#### ABOUT THIS TASK:
For every line in the entries that contains "filename", show the whole line.

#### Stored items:
>>>
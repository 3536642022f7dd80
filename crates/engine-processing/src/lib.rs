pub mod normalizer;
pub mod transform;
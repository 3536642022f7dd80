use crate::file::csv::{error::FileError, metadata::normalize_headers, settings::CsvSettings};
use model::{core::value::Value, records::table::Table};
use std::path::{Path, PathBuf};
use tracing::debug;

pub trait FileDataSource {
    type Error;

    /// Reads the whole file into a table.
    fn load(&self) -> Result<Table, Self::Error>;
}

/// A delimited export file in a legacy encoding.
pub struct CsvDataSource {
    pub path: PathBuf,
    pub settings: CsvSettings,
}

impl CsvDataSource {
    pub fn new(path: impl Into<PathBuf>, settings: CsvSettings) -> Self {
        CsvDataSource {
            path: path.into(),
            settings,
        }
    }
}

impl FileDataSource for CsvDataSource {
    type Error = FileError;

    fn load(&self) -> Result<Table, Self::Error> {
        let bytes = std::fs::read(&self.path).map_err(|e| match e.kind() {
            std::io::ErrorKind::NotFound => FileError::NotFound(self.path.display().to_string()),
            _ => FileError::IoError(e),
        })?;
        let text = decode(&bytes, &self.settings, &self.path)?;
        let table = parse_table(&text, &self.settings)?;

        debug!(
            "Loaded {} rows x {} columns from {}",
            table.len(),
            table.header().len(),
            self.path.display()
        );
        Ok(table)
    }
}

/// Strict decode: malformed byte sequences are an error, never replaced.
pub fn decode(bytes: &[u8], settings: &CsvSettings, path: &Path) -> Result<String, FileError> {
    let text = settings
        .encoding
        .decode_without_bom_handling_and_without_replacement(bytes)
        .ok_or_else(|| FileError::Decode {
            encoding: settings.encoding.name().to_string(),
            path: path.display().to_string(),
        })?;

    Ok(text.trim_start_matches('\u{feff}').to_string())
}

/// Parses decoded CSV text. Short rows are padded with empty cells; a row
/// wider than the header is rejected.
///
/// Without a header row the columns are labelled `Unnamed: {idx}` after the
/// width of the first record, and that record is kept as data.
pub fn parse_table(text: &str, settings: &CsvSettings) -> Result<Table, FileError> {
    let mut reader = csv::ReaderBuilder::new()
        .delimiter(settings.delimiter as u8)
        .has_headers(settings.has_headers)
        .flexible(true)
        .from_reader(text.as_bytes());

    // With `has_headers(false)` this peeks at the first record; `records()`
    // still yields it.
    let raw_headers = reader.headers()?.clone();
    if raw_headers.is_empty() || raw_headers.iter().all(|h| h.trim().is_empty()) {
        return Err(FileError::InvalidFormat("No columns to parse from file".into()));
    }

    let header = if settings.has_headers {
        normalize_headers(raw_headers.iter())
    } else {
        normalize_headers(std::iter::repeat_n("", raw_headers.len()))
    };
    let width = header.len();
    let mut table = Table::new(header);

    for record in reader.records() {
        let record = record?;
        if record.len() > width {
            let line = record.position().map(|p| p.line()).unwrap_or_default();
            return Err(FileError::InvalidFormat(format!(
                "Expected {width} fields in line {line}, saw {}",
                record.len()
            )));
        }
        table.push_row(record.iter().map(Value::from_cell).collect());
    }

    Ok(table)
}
<<<
>>>
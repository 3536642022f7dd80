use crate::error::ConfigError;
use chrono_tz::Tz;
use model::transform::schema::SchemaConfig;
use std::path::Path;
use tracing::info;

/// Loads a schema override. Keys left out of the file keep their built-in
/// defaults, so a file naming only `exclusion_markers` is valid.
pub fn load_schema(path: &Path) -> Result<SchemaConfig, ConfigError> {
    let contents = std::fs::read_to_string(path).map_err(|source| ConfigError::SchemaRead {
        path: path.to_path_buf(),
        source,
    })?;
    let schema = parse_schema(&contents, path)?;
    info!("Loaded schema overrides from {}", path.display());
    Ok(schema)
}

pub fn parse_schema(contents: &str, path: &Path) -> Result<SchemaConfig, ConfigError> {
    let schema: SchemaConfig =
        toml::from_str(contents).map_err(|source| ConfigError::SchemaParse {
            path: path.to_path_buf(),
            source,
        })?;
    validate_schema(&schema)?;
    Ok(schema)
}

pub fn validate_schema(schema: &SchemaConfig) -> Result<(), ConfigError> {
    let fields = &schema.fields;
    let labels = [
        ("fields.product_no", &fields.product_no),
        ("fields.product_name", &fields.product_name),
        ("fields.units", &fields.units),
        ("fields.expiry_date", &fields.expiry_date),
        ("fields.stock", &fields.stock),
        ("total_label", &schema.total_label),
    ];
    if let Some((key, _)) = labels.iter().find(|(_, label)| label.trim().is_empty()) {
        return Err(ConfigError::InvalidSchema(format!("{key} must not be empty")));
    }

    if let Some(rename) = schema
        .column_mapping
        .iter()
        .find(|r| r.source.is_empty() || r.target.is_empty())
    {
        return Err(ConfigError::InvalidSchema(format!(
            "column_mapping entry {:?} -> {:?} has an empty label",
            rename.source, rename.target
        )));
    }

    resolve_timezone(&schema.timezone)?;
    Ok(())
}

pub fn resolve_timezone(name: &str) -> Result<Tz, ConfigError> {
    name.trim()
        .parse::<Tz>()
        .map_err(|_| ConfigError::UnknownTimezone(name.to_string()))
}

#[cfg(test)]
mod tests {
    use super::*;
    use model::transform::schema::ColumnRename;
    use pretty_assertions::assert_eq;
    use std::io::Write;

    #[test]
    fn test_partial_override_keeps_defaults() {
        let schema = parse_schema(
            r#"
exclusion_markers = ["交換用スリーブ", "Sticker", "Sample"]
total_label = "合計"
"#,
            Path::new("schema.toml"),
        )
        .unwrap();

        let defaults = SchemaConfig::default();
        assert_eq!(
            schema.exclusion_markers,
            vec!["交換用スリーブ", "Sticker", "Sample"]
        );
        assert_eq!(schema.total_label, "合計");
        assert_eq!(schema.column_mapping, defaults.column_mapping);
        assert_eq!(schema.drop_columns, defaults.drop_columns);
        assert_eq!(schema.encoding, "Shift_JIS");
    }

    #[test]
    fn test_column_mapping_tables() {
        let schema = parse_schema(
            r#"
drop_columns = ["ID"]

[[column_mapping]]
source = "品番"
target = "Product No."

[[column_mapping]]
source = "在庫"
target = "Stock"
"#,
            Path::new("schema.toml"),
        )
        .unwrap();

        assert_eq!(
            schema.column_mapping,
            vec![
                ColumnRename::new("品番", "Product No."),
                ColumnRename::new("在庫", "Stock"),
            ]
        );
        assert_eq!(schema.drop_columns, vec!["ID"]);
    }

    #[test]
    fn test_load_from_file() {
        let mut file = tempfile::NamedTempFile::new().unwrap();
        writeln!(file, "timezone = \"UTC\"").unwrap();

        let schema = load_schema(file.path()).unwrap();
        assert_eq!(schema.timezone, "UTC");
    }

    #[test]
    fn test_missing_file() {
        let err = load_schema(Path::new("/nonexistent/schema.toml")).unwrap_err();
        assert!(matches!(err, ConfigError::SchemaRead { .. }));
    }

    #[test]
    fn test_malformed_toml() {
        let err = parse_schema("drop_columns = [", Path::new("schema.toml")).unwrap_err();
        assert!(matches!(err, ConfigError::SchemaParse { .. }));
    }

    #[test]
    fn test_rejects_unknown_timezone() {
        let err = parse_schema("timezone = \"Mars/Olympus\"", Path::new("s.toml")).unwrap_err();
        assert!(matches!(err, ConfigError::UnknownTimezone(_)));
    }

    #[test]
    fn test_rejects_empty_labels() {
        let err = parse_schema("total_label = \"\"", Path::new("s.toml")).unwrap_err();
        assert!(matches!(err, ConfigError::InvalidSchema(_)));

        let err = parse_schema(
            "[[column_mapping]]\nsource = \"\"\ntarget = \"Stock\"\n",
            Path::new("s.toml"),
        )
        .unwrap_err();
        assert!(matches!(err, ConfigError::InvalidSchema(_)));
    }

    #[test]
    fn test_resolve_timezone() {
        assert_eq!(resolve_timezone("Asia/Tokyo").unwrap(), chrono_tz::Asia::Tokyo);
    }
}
<<<
>>>
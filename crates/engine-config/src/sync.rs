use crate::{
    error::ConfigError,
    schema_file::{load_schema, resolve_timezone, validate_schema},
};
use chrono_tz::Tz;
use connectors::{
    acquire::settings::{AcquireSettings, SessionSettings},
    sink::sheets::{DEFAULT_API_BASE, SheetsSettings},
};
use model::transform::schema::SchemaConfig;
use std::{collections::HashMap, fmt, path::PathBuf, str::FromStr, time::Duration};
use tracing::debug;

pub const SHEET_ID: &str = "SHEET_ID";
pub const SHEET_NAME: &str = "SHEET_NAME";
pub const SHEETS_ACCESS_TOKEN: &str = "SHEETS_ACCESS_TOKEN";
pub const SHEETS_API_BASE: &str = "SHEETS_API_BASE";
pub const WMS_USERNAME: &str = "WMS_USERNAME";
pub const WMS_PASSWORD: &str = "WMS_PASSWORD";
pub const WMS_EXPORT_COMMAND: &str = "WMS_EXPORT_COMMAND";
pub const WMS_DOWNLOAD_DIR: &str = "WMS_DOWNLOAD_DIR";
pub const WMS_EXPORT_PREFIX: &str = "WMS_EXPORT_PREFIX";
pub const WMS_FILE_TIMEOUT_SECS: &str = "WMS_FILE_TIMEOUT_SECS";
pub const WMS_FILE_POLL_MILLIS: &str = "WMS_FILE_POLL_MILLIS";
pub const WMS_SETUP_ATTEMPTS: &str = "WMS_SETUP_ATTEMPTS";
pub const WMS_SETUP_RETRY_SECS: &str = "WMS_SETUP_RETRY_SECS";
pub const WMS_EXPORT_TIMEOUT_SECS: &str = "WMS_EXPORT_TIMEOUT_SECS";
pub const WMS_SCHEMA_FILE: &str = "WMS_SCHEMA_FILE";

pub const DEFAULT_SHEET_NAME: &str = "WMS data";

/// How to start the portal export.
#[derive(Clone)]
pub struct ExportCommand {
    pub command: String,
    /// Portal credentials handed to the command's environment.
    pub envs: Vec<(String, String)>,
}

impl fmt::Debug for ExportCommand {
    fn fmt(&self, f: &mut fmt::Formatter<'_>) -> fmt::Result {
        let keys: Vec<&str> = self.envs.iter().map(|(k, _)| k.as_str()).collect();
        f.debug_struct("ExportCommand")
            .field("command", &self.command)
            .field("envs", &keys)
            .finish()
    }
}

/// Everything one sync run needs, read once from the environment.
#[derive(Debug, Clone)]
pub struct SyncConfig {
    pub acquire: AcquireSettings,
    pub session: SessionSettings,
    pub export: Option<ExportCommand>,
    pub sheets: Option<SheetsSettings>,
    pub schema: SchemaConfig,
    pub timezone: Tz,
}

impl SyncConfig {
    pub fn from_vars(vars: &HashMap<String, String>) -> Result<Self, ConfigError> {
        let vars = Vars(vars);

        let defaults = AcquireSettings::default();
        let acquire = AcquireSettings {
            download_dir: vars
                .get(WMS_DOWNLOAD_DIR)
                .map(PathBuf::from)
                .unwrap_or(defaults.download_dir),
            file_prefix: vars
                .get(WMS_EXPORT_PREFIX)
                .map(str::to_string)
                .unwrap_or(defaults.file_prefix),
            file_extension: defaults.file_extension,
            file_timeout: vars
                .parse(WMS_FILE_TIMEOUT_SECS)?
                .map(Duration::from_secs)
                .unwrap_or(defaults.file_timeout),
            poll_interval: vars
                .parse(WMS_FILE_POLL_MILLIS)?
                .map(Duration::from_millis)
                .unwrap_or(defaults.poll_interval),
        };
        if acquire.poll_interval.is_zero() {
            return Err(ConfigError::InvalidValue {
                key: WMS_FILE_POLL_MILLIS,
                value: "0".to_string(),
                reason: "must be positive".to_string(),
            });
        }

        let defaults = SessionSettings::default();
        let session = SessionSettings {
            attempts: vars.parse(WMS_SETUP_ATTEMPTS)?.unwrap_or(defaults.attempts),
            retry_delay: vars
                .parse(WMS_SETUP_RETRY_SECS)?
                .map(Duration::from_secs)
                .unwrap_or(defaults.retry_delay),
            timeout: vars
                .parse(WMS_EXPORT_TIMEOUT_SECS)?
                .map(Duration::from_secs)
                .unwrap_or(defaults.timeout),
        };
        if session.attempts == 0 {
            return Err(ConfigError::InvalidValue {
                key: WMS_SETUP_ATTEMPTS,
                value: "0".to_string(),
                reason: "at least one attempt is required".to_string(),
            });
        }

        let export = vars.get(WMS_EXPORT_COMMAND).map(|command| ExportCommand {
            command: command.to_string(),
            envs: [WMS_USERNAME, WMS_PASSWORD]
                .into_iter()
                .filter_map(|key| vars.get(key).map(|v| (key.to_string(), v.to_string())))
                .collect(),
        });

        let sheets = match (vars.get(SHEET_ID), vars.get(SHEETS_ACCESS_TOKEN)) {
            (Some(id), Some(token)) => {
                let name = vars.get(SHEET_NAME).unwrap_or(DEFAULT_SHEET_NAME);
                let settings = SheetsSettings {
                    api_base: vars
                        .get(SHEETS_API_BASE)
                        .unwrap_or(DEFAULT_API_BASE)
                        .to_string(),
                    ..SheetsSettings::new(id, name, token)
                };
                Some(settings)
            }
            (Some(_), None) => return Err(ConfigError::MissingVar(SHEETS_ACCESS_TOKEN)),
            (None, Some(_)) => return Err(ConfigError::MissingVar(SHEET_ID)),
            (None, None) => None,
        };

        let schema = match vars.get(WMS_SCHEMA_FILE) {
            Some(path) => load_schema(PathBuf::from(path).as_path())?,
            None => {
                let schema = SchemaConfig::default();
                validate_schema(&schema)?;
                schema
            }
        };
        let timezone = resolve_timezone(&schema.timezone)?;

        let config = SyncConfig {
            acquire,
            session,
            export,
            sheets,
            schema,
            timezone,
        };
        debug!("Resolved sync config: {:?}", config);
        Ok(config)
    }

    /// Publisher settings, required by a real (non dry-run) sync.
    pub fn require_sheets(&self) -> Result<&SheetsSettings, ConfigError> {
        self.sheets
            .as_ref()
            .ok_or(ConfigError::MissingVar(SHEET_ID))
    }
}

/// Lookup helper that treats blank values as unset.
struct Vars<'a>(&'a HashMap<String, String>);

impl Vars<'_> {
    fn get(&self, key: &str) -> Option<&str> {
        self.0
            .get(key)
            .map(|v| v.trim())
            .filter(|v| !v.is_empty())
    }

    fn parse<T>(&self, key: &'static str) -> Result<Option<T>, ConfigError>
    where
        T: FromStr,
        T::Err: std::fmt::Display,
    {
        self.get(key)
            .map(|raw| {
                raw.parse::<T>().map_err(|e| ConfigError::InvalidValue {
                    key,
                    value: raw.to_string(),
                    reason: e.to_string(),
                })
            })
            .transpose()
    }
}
<<<
#### PROBLEM SOLUTION:
filename crates/engine-processing/src/lib.rs
filename crates/engine-config/src/sync.rs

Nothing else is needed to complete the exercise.